Whenever a line of the data below holds the string "LoadContents", copy that line.

=====

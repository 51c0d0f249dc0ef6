//! Background requests against the album server.
//!
//! Requests run on worker threads so the UI loop never blocks; their results
//! come back over a channel and are applied on the next poll.

pub mod manager;

use std::time::Instant;

use crate::api::{AlbumSummary, ContentData};
use crate::error::Error;

pub use manager::RequestManager;

/// Unique identifier for a background request.
#[derive(Debug, Clone, Copy, PartialEq, Eq, Hash)]
pub struct RequestId(pub u64);

impl RequestId {
    pub fn new() -> Self {
        use std::sync::atomic::{AtomicU64, Ordering};
        static COUNTER: AtomicU64 = AtomicU64::new(1);
        RequestId(COUNTER.fetch_add(1, Ordering::SeqCst))
    }
}

impl Default for RequestId {
    fn default() -> Self {
        Self::new()
    }
}

/// Type of background request.
#[derive(Debug, Clone, Copy, PartialEq, Eq, Hash)]
pub enum RequestKind {
    LoadAlbums,
    LoadContents,
    SaveEdit,
    DeleteContent,
    Download,
}

impl RequestKind {
    /// Short display name for status bar.
    pub fn short_name(&self) -> &'static str {
        match self {
            RequestKind::LoadAlbums => "A",
            RequestKind::LoadContents => "L",
            RequestKind::SaveEdit => "S",
            RequestKind::DeleteContent => "D",
            RequestKind::Download => "G",
        }
    }

    pub fn display_name(&self) -> &'static str {
        match self {
            RequestKind::LoadAlbums => "Album list",
            RequestKind::LoadContents => "Album contents",
            RequestKind::SaveEdit => "Save properties",
            RequestKind::DeleteContent => "Delete",
            RequestKind::Download => "Download",
        }
    }
}

/// Successful result of a background request.
#[derive(Debug)]
pub enum RequestOutcome {
    Albums(Vec<AlbumSummary>),
    Contents {
        album_id: String,
        contents: Vec<ContentData>,
    },
    Saved {
        source: String,
    },
    Deleted {
        source: String,
    },
    Downloaded {
        filename: String,
        bytes: Vec<u8>,
    },
}

/// A finished request, tagged with the generation it was issued under.
#[derive(Debug)]
pub struct Completion {
    pub id: RequestId,
    pub kind: RequestKind,
    pub generation: u64,
    pub result: Result<RequestOutcome, Error>,
}

/// A request still in flight.
#[derive(Debug, Clone)]
pub struct PendingRequest {
    pub id: RequestId,
    pub kind: RequestKind,
    pub generation: u64,
    pub started_at: Instant,
}

impl PendingRequest {
    /// Get elapsed time since the request was issued.
    pub fn elapsed(&self) -> std::time::Duration {
        self.started_at.elapsed()
    }
}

=====

• [Your solution]:
    LoadContents,
            RequestKind::LoadContents => "L",
            RequestKind::LoadContents => "Album contents",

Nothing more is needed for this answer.